START Provided entries

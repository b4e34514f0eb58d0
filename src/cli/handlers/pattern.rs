use tracing::info;

use crate::cli::ui::{print_info, print_success};
use crate::core::{check_disjoint, resolve, Workspace};
use crate::error::Result;
use crate::system::{GitCli, VersionControl};

/// Handle pattern registration
///
/// The pattern is only saved if its files stay clear of git.
pub fn handle_add(workspace: &Workspace, pattern: &str) -> Result<()> {
    let mut config = workspace.load_config()?;
    workspace.load_lock()?;

    let (id, inserted) = config.include_patterns.add(pattern)?;
    if !inserted {
        print_info(&format!("{} - {} (already tracked)", id, pattern));
        return Ok(());
    }

    let files = resolve(workspace.root(), config.include_patterns.globs())?;
    let tracked = GitCli::new(workspace.root()).tracked_paths()?;
    check_disjoint(&files, &tracked)?;

    workspace.save_config(&config)?;
    info!(%id, %pattern, files = files.len(), "pattern added");
    print_success(&format!("{} - {}", id, pattern));
    Ok(())
}

/// Handle pattern removal
pub fn handle_remove(workspace: &Workspace, pattern_id: &str) -> Result<()> {
    let mut config = workspace.load_config()?;
    let glob = config.include_patterns.remove(pattern_id)?;
    workspace.save_config(&config)?;
    info!(id = %pattern_id, pattern = %glob, "pattern removed");
    print_success(&format!("Removed {} - {}", pattern_id, glob));
    Ok(())
}
pub mod collision;
pub mod diff;
pub mod hash;
pub mod lock;
pub mod pattern;
pub mod reconcile;
pub mod snapshot;
pub mod tag;
pub mod workspace;

pub use collision::check_disjoint;
pub use diff::{diff, LockDiff};
pub use hash::{compute_content_hash, compute_file_hash};
pub use lock::{LockRecord, LockState, TrackedFile};
pub use pattern::{resolve, Pattern, PatternSet};
pub use reconcile::{CheckoutPlan, ReconciliationService, SnapshotCommit, WorktreeStatus};
pub use snapshot::{RemoteSnapshotRecord, SnapshotHistory};
pub use tag::{allocate_snapshot_tag, TokenAllocator, TOKEN_HEX_WIDTH};
pub use workspace::{find_repo_root, Workspace};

END Provided entries

The lines to return are those with the string "GitCli" in them; copy each from the entries above.

use crate::system::{GitCli, VersionControl};
    let tracked = GitCli::new(workspace.root()).tracked_paths()?;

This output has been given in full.